> [TASK TO CARRY OUT] When the line containing "filename deployer/src/app/run.rs" is found in the data below, copy it and each line after it through the line containing "pub struct RunReport", exactly and with no others.

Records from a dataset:
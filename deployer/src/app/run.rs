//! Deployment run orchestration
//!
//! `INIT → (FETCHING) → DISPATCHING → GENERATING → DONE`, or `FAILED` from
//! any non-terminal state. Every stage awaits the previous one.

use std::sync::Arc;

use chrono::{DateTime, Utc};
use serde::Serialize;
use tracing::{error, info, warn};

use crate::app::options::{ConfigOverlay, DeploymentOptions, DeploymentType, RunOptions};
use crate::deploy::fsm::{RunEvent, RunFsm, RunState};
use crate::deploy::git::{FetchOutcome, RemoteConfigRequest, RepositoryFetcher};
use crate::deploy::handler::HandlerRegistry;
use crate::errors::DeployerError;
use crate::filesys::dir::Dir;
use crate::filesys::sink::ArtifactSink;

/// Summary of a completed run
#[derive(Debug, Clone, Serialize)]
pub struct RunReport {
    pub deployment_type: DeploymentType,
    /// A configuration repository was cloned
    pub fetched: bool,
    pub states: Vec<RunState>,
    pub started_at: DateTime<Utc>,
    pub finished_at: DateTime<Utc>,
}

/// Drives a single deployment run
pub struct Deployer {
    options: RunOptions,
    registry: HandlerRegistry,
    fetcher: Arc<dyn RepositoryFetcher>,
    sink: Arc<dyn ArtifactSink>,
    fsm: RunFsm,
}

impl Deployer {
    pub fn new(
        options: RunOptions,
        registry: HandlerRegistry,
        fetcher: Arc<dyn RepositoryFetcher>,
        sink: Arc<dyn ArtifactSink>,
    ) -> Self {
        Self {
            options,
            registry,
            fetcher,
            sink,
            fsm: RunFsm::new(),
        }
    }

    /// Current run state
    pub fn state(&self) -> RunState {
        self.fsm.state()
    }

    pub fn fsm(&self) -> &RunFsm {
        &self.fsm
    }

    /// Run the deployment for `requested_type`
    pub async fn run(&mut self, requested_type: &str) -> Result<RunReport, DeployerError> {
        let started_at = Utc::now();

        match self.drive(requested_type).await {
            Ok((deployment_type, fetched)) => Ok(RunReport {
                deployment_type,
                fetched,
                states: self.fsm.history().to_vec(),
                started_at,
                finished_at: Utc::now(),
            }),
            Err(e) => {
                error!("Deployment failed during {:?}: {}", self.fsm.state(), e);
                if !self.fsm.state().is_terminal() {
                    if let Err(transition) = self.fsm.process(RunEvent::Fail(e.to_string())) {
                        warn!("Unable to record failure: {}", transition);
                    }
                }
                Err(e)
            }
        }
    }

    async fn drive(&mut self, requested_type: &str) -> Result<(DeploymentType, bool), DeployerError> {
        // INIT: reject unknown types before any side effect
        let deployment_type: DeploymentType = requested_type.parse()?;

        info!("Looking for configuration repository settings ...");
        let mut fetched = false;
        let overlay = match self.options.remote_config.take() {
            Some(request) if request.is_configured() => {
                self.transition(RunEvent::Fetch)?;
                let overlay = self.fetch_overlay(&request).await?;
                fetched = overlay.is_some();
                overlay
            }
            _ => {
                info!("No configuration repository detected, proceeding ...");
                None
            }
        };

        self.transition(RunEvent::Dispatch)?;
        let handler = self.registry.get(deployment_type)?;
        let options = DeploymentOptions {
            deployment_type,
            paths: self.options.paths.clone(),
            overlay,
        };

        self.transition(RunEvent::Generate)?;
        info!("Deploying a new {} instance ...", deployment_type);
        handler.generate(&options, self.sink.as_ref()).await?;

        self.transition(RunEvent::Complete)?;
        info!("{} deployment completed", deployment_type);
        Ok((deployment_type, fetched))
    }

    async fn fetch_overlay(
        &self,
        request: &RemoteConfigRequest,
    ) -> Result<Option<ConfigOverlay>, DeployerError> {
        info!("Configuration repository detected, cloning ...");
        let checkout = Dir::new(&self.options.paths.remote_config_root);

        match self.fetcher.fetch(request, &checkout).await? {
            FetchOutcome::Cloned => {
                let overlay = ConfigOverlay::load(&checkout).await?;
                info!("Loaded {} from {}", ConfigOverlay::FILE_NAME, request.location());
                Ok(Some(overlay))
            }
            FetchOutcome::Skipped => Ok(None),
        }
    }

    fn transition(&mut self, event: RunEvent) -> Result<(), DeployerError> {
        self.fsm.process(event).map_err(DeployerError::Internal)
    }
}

--

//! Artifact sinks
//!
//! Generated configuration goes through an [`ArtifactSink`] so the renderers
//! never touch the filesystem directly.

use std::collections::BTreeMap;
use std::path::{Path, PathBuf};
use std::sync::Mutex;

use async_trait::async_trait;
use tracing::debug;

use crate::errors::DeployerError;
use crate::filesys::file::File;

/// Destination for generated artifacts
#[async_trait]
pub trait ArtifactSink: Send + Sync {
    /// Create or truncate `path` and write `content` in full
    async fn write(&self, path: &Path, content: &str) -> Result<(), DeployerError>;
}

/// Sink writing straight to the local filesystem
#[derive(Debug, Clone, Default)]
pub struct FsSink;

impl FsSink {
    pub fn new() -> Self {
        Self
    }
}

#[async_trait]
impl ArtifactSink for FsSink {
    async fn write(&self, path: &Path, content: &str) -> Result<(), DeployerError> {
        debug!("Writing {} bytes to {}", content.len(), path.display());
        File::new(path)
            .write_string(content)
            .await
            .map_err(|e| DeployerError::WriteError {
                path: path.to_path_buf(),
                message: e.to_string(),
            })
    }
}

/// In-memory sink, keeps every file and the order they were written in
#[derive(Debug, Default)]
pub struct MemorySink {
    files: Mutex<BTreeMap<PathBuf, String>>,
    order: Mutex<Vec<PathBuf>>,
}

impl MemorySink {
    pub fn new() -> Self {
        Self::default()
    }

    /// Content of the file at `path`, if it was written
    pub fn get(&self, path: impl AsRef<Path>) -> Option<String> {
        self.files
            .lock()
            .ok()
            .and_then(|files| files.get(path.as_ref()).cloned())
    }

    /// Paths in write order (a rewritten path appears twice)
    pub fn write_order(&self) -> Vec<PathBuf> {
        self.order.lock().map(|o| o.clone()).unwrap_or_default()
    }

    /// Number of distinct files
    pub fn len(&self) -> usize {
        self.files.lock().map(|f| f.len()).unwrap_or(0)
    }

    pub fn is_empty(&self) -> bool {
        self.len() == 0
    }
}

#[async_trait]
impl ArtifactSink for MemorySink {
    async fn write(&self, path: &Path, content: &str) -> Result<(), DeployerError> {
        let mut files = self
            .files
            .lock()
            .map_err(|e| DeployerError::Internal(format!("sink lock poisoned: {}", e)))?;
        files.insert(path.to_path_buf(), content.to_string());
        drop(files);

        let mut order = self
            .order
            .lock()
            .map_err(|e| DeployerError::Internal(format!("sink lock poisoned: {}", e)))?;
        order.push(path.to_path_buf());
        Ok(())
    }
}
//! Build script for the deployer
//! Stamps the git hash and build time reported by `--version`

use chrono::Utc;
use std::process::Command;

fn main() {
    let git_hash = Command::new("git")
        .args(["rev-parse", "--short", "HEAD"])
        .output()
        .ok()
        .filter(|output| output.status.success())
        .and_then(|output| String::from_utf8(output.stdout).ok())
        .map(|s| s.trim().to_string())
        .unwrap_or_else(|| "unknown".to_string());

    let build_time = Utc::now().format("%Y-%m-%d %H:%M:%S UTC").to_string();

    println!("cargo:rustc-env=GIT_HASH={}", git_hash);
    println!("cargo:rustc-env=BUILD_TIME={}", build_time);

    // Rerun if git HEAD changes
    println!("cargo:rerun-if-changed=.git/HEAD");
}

==

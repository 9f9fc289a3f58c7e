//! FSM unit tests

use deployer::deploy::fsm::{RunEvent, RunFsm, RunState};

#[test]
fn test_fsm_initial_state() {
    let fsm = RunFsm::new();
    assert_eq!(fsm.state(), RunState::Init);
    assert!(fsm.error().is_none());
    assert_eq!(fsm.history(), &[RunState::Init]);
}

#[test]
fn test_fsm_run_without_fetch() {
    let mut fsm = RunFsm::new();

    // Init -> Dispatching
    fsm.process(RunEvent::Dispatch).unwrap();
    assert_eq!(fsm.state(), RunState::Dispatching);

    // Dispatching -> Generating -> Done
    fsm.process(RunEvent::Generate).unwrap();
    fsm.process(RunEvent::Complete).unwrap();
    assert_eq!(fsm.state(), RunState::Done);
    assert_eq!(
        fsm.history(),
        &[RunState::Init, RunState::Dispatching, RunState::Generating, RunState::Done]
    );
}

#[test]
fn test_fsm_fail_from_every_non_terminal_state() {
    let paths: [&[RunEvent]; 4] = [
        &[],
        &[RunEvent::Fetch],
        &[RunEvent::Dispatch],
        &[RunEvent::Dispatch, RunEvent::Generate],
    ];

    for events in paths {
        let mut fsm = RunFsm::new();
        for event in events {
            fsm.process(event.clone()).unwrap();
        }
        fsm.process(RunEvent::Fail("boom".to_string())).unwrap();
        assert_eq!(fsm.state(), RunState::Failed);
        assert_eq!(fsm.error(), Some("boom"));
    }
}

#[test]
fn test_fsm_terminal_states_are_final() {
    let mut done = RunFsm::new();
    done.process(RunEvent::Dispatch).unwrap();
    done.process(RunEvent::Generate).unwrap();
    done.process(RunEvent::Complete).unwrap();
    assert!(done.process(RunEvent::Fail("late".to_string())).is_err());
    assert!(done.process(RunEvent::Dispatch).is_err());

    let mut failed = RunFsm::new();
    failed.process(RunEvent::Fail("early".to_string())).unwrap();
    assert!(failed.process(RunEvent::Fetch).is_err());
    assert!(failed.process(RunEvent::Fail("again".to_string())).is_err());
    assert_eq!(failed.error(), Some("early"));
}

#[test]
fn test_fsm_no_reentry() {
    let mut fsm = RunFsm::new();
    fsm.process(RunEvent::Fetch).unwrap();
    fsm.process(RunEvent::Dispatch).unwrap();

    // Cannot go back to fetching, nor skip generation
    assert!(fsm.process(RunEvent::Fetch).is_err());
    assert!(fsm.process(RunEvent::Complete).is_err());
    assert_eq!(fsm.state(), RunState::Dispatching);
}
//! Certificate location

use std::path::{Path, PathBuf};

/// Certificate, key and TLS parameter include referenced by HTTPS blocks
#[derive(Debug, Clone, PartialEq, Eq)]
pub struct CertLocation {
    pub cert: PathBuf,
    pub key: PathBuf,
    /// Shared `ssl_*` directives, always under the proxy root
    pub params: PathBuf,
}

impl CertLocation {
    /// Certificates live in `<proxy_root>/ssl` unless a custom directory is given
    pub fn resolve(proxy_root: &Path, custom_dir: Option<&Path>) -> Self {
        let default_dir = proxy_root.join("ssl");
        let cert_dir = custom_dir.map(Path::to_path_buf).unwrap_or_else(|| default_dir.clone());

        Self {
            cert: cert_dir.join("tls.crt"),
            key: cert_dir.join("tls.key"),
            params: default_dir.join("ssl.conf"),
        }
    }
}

> [RESPONSE]
filename deployer/src/app/run.rs
//! Deployment run orchestration
//!
//! `INIT → (FETCHING) → DISPATCHING → GENERATING → DONE`, or `FAILED` from
//! any non-terminal state. Every stage awaits the previous one.

use std::sync::Arc;

use chrono::{DateTime, Utc};
use serde::Serialize;
use tracing::{error, info, warn};

use crate::app::options::{ConfigOverlay, DeploymentOptions, DeploymentType, RunOptions};
use crate::deploy::fsm::{RunEvent, RunFsm, RunState};
use crate::deploy::git::{FetchOutcome, RemoteConfigRequest, RepositoryFetcher};
use crate::deploy::handler::HandlerRegistry;
use crate::errors::DeployerError;
use crate::filesys::dir::Dir;
use crate::filesys::sink::ArtifactSink;

/// Summary of a completed run
#[derive(Debug, Clone, Serialize)]
pub struct RunReport {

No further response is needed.